After her father is falsely jailed for embezzlement and her mother dies of grief, Louise is adopted by a kindly stockbroker. 15 years later, she falls in love with his dissolute son Frank, a mistake that nearly proves fatal to her. The film's main historical point of interest, though, lies in the still highly recognisable central London locations - but Dutch intertitles and copious print damage suggest that we're lucky that this lively three-part melodrama survives at all.

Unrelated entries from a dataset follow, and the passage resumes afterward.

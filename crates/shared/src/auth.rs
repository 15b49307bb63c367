//! Authentication types for JWT and request payloads.

use chrono::{DateTime, Utc};
use serde::{Deserialize, Serialize};
use uuid::Uuid;

/// JWT claims for bearer tokens.
#[derive(Debug, Clone, Serialize, Deserialize)]
pub struct Claims {
    /// Subject (account ID).
    pub sub: Uuid,
    /// Account role.
    pub role: String,
    /// Issued at timestamp.
    pub iat: i64,
    /// Expiration timestamp.
    pub exp: i64,
}

impl Claims {
    /// Creates new claims for an account.
    #[must_use]
    pub fn new(account_id: Uuid, role: &str, expires_at: DateTime<Utc>) -> Self {
        let now = Utc::now();
        Self {
            sub: account_id,
            role: role.to_string(),
            iat: now.timestamp(),
            exp: expires_at.timestamp(),
        }
    }

    /// Returns the account ID from claims.
    #[must_use]
    pub const fn account_id(&self) -> Uuid {
        self.sub
    }
}

/// Basic registration request payload.
#[derive(Debug, Clone, Deserialize)]
pub struct RegisterRequest {
    /// Display name.
    pub name: String,
    /// Account email.
    pub email: String,
    /// Account password.
    pub password: String,
    /// Requested role: `school`, `donor` or `volunteer`.
    pub role: String,
}

/// Login request payload.
#[derive(Debug, Clone, Deserialize)]
pub struct LoginRequest {
    /// Account email.
    pub email: String,
    /// Account password.
    pub password: String,
}

/// Change password request payload.
#[derive(Debug, Clone, Deserialize)]
pub struct ChangePasswordRequest {
    /// Current password, verified before the change.
    #[serde(rename = "currentPassword")]
    pub current_password: String,
    /// New password.
    #[serde(rename = "newPassword")]
    pub new_password: String,
}

/// Profile update request payload.
///
/// Every field is optional; only provided fields are written. Email, role
/// and password can never be changed through this payload.
#[derive(Debug, Clone, Default, Deserialize)]
#[serde(rename_all = "camelCase")]
pub struct UpdateProfileRequest {
    /// Display name.
    pub name: Option<String>,
    /// Street address (school / volunteer).
    pub address: Option<String>,
    /// Contact number (donor / volunteer).
    pub contact_number: Option<String>,
    /// School name.
    pub school_name: Option<String>,
    /// School contact number.
    pub school_contact: Option<String>,
    /// School contact email.
    pub school_email: Option<String>,
    /// Principal name.
    pub principal_name: Option<String>,
    /// Principal contact number.
    pub principal_contact: Option<String>,
    /// School website.
    pub website: Option<String>,
    /// Donor organization name.
    pub organization_name: Option<String>,
    /// Donor representative name.
    pub representative_name: Option<String>,
    /// Donor representative position.
    pub representative_position: Option<String>,
    /// Donor representative email.
    pub representative_email: Option<String>,
    /// Donor representative phone.
    pub representative_phone: Option<String>,
    /// Volunteer full name.
    pub full_name: Option<String>,
    /// Volunteer vehicle type.
    pub vehicle_type: Option<String>,
    /// Volunteer availability.
    pub availability: Option<String>,
    /// Volunteer skills.
    pub skills: Option<String>,
}
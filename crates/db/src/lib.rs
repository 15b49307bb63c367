//! Database layer with `SeaORM` entities and repositories.
//!
//! This crate provides:
//! - `SeaORM` entity definitions for accounts, donations and supply requests
//! - Repository abstractions for data access
//! - Database migrations

pub mod entities;
pub mod migration;
pub mod repositories;

pub use repositories::{AccountRepository, DonationRepository, SupplyRequestRepository};

use sea_orm::{Database, DatabaseConnection, DbErr};

/// Establishes a connection to the database.
///
/// # Errors
///
/// Returns an error if the connection cannot be established.
pub async fn connect(database_url: &str) -> Result<DatabaseConnection, DbErr> {
    Database::connect(database_url).await
}
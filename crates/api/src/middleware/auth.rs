//! Authentication middleware for protected routes.

use axum::{
    Json,
    extract::{FromRequestParts, Request, State},
    http::{StatusCode, header::AUTHORIZATION, request::Parts},
    middleware::Next,
    response::{IntoResponse, Response},
};
use serde_json::json;
use std::convert::Infallible;

use crate::AppState;
use edulink_core::lifecycle::AccountRole;
use edulink_shared::Claims;

/// Extracts the bearer token from the Authorization header.
fn extract_bearer_token(header: &str) -> Option<&str> {
    header
        .strip_prefix("Bearer ")
        .or_else(|| header.strip_prefix("bearer "))
}

/// Authentication middleware that validates JWT tokens.
///
/// This middleware:
/// 1. Extracts the Bearer token from the Authorization header
/// 2. Validates the token using the JWT service
/// 3. Stores the claims in request extensions for handlers to access
pub async fn auth_middleware(
    State(state): State<AppState>,
    mut request: Request,
    next: Next,
) -> Response {
    // Extract Authorization header
    let auth_header = request
        .headers()
        .get(AUTHORIZATION)
        .and_then(|h| h.to_str().ok());

    let Some(token) = auth_header.and_then(extract_bearer_token) else {
        return (
            StatusCode::UNAUTHORIZED,
            Json(json!({
                "success": false,
                "error": "UNAUTHORIZED",
                "message": "Authorization header with Bearer token is required"
            })),
        )
            .into_response();
    };

    // Validate token
    match state.jwt_service.validate_token(token) {
        Ok(claims) => {
            // Store claims in request extensions
            request.extensions_mut().insert(claims);
            next.run(request).await
        }
        Err(e) => {
            let (error, message) = match e {
                edulink_shared::JwtError::Expired => ("TOKEN_EXPIRED", "Token has expired"),
                _ => ("UNAUTHORIZED", "Invalid or malformed token"),
            };

            (
                StatusCode::UNAUTHORIZED,
                Json(json!({ "success": false, "error": error, "message": message })),
            )
                .into_response()
        }
    }
}

/// Extractor for the authenticated account.
///
/// Use this in handlers behind `auth_middleware` to get the caller's
/// identity and role:
///
/// ```ignore
/// async fn handler(auth: AuthAccount) -> impl IntoResponse {
///     let account_id = auth.account_id();
///     // ...
/// }
/// ```
#[derive(Debug, Clone)]
pub struct AuthAccount {
    claims: Claims,
    role: AccountRole,
}

impl AuthAccount {
    /// Returns the account ID from the claims.
    #[must_use]
    pub fn account_id(&self) -> uuid::Uuid {
        self.claims.account_id()
    }

    /// Returns the caller's role.
    #[must_use]
    pub const fn role(&self) -> AccountRole {
        self.role
    }

    /// Returns the inner claims.
    #[must_use]
    pub const fn claims(&self) -> &Claims {
        &self.claims
    }
}

impl<S> FromRequestParts<S> for AuthAccount
where
    S: Send + Sync,
{
    type Rejection = (StatusCode, Json<serde_json::Value>);

    async fn from_request_parts(parts: &mut Parts, _state: &S) -> Result<Self, Self::Rejection> {
        let unauthorized = || {
            (
                StatusCode::UNAUTHORIZED,
                Json(json!({
                    "success": false,
                    "error": "UNAUTHORIZED",
                    "message": "Authentication required"
                })),
            )
        };

        let claims = parts
            .extensions
            .get::<Claims>()
            .cloned()
            .ok_or_else(unauthorized)?;
        let role = AccountRole::parse(&claims.role).ok_or_else(unauthorized)?;

        Ok(Self { claims, role })
    }
}

/// Extractor for routes that serve both anonymous and authenticated callers.
///
/// Public detail routes use this to widen visibility for owners and admins
/// without requiring a token. A missing or invalid token yields `None`
/// rather than a rejection.
#[derive(Debug, Clone)]
pub struct OptionalAuthAccount(pub Option<AuthAccount>);

impl FromRequestParts<AppState> for OptionalAuthAccount {
    type Rejection = Infallible;

    async fn from_request_parts(
        parts: &mut Parts,
        state: &AppState,
    ) -> Result<Self, Self::Rejection> {
        // Prefer claims already validated by the middleware.
        let claims = match parts.extensions.get::<Claims>() {
            Some(claims) => Some(claims.clone()),
            None => parts
                .headers
                .get(AUTHORIZATION)
                .and_then(|h| h.to_str().ok())
                .and_then(extract_bearer_token)
                .and_then(|token| state.jwt_service.validate_token(token).ok()),
        };

        let account = claims.and_then(|claims| {
            let role = AccountRole::parse(&claims.role)?;
            Some(AuthAccount { claims, role })
        });

        Ok(Self(account))
    }
}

Active in films from 1907, and making features as early as 1912, London-born AE Coleby (1876-1930) was a prolific silent-era director. Specialising in thrillers and melodramas, he was among the first to tackle such horror staples as Egyptian curses (The Mummy, 1912) and the perennial Chinese villain Fu Manchu (The Mystery of Fu Manchu, 1923). In the 1920s, he returned to making mainly short films, including a couple of early sync-sound experiments, but he died shortly after Britain's talkie era began in earnest. Sadly, as with many silent filmmakers, most of his output no longer survives.
Thanks to decades of DVD and online publishing, not to mention archive revivals and restorations, more of Britain’s screen heritage is available today than ever before. You might even be forgiven for imagining that the whole of British cinema is now just a click away.
But much of that history - from the silent era to the relatively recent past - remains out of reach. This selection from the vaults, hand-picked by the BFI's curators, goes some way to remedying that. These fresh rediscoveries offer something for all tastes: whether futuristic fantasy, battle-of-the-sexes comedy, subversive provocation or an Indian-British rarity.